[Collected data]
========

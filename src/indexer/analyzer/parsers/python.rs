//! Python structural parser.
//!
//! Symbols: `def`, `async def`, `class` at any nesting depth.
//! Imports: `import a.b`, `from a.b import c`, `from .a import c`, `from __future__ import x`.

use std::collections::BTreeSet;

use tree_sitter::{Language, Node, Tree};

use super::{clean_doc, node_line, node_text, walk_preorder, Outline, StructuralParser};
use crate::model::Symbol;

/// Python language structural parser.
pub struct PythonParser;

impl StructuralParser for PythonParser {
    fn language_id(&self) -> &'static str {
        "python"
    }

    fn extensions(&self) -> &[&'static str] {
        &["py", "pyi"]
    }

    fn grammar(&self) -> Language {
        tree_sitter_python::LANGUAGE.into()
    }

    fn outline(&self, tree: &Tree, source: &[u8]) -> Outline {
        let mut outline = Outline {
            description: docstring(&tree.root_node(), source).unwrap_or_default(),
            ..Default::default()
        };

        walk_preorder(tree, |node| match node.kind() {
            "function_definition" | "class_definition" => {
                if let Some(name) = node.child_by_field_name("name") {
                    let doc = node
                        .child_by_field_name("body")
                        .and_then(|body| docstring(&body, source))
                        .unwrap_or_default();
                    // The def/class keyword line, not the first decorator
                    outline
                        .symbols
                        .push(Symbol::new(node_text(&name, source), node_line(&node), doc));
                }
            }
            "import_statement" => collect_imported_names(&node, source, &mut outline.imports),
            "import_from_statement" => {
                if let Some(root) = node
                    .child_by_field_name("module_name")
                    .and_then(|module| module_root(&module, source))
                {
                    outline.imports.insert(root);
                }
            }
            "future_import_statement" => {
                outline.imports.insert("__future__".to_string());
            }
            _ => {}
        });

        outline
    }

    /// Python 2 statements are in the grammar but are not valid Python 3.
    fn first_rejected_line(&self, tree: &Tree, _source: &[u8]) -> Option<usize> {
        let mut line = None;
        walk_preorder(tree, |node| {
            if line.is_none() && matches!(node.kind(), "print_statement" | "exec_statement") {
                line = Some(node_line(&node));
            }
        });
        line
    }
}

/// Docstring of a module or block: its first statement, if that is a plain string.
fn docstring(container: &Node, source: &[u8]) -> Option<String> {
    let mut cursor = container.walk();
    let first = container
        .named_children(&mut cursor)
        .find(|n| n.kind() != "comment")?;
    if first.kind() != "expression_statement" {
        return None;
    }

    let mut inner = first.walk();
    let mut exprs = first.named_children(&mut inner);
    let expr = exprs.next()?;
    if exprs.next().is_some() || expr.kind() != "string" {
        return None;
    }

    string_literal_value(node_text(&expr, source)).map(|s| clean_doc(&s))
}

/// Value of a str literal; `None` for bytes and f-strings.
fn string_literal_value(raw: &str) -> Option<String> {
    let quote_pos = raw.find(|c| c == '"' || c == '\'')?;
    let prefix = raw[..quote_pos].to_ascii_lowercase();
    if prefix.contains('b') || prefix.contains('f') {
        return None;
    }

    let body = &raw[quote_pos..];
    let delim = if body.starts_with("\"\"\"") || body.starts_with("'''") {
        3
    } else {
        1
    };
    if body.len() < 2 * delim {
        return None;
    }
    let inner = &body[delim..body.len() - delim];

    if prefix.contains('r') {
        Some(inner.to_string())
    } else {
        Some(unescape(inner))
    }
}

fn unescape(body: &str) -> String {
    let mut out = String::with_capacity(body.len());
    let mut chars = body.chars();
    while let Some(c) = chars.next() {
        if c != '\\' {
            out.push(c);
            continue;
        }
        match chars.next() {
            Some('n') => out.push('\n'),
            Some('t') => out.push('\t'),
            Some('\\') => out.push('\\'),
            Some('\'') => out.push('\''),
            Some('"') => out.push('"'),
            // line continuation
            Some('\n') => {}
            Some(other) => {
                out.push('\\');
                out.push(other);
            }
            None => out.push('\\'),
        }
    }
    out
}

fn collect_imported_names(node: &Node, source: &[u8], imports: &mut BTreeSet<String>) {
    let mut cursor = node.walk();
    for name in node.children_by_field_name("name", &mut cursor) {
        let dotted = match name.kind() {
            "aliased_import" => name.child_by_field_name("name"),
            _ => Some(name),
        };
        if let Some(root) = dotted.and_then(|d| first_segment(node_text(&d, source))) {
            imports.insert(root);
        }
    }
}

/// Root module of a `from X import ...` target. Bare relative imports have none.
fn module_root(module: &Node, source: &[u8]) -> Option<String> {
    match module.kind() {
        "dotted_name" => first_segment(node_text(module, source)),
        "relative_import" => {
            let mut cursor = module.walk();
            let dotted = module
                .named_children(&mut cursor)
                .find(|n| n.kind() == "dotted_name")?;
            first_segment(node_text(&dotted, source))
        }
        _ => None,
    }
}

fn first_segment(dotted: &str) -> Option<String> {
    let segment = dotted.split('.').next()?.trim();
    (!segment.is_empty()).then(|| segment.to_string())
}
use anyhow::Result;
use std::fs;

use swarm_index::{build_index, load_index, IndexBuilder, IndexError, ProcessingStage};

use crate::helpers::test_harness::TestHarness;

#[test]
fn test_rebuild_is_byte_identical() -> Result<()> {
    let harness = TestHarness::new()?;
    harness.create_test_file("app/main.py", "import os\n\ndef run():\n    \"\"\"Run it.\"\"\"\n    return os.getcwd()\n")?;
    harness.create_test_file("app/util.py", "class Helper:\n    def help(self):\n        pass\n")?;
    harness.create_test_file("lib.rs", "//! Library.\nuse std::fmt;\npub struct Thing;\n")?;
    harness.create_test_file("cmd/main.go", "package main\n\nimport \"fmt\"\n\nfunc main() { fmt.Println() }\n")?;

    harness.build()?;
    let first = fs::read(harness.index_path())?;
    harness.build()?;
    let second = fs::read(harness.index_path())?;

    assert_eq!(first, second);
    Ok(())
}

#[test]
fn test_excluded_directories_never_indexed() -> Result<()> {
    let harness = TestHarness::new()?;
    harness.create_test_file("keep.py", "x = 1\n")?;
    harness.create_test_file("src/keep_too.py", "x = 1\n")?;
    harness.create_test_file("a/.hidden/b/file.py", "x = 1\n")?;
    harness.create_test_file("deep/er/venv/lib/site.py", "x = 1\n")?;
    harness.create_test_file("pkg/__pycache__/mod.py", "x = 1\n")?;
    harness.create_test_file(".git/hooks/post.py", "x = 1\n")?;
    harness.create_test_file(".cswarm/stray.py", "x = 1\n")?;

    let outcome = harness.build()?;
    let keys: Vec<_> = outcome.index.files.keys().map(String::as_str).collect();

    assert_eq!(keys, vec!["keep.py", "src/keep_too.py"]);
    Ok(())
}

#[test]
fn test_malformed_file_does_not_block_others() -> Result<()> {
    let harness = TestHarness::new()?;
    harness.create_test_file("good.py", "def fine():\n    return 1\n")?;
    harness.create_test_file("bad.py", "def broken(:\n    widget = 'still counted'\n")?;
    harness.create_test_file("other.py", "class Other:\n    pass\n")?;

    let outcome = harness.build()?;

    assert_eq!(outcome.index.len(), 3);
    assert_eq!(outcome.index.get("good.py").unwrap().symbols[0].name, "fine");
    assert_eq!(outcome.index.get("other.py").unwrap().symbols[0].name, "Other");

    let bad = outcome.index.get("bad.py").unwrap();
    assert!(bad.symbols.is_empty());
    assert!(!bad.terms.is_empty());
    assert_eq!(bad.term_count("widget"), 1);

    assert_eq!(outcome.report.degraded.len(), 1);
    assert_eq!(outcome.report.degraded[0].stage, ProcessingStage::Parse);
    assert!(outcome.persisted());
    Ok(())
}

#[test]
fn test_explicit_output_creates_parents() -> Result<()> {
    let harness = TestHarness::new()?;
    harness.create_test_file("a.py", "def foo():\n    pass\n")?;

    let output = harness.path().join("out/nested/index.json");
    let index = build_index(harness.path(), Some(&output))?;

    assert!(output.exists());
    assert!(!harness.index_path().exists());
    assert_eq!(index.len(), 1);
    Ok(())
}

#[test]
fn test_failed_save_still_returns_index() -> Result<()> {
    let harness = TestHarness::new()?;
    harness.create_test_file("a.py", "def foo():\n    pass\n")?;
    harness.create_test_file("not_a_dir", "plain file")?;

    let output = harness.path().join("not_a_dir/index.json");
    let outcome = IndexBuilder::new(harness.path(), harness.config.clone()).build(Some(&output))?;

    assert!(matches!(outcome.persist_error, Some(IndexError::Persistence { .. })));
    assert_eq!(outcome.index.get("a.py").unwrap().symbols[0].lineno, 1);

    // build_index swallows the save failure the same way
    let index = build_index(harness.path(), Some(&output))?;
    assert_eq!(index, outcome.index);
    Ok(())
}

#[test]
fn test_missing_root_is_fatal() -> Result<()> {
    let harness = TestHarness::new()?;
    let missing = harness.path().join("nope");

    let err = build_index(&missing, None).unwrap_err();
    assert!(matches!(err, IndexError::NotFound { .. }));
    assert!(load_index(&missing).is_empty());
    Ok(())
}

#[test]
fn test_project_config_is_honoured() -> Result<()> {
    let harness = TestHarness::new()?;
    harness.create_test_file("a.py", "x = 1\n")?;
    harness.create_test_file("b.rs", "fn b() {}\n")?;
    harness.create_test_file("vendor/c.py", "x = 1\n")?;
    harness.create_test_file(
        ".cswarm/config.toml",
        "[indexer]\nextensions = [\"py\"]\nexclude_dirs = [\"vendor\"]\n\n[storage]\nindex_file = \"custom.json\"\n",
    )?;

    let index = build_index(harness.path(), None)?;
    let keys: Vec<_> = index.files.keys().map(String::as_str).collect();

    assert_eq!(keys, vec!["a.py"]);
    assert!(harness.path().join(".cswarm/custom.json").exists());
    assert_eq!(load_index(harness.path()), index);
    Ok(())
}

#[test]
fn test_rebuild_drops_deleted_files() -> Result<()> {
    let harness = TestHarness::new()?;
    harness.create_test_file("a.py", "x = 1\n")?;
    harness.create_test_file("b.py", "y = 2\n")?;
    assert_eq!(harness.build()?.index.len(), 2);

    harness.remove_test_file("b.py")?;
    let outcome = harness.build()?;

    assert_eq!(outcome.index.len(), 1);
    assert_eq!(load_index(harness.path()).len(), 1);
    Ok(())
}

========

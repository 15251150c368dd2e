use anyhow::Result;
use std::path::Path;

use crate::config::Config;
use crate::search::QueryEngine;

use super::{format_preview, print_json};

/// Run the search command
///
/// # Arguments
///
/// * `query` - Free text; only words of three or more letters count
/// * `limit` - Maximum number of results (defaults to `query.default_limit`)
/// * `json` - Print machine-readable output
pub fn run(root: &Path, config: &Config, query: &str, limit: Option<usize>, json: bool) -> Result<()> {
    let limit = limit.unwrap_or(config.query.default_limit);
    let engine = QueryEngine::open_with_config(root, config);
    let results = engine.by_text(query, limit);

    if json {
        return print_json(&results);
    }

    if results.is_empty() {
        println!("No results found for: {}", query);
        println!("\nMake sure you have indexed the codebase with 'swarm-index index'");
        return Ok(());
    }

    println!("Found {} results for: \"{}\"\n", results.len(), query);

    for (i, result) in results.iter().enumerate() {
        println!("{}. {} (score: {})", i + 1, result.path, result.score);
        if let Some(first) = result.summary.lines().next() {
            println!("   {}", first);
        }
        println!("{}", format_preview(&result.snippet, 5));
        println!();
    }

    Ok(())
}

========

* _Exercise requirements_: Look back at the data above. Transcribe exactly the lines starting at the line that contains "tree_sitter_python::LANGUAGE.into()" and ending at the line that contains "if let Some(root) = node".

* _Your solution_:
        tree_sitter_python::LANGUAGE.into()
    }

    fn outline(&self, tree: &Tree, source: &[u8]) -> Outline {
        let mut outline = Outline {
            description: docstring(&tree.root_node(), source).unwrap_or_default(),
            ..Default::default()
        };

        walk_preorder(tree, |node| match node.kind() {
            "function_definition" | "class_definition" => {
                if let Some(name) = node.child_by_field_name("name") {
                    let doc = node
                        .child_by_field_name("body")
                        .and_then(|body| docstring(&body, source))
                        .unwrap_or_default();
                    // The def/class keyword line, not the first decorator
                    outline
                        .symbols
                        .push(Symbol::new(node_text(&name, source), node_line(&node), doc));
                }
            }
            "import_statement" => collect_imported_names(&node, source, &mut outline.imports),
            "import_from_statement" => {
                if let Some(root) = node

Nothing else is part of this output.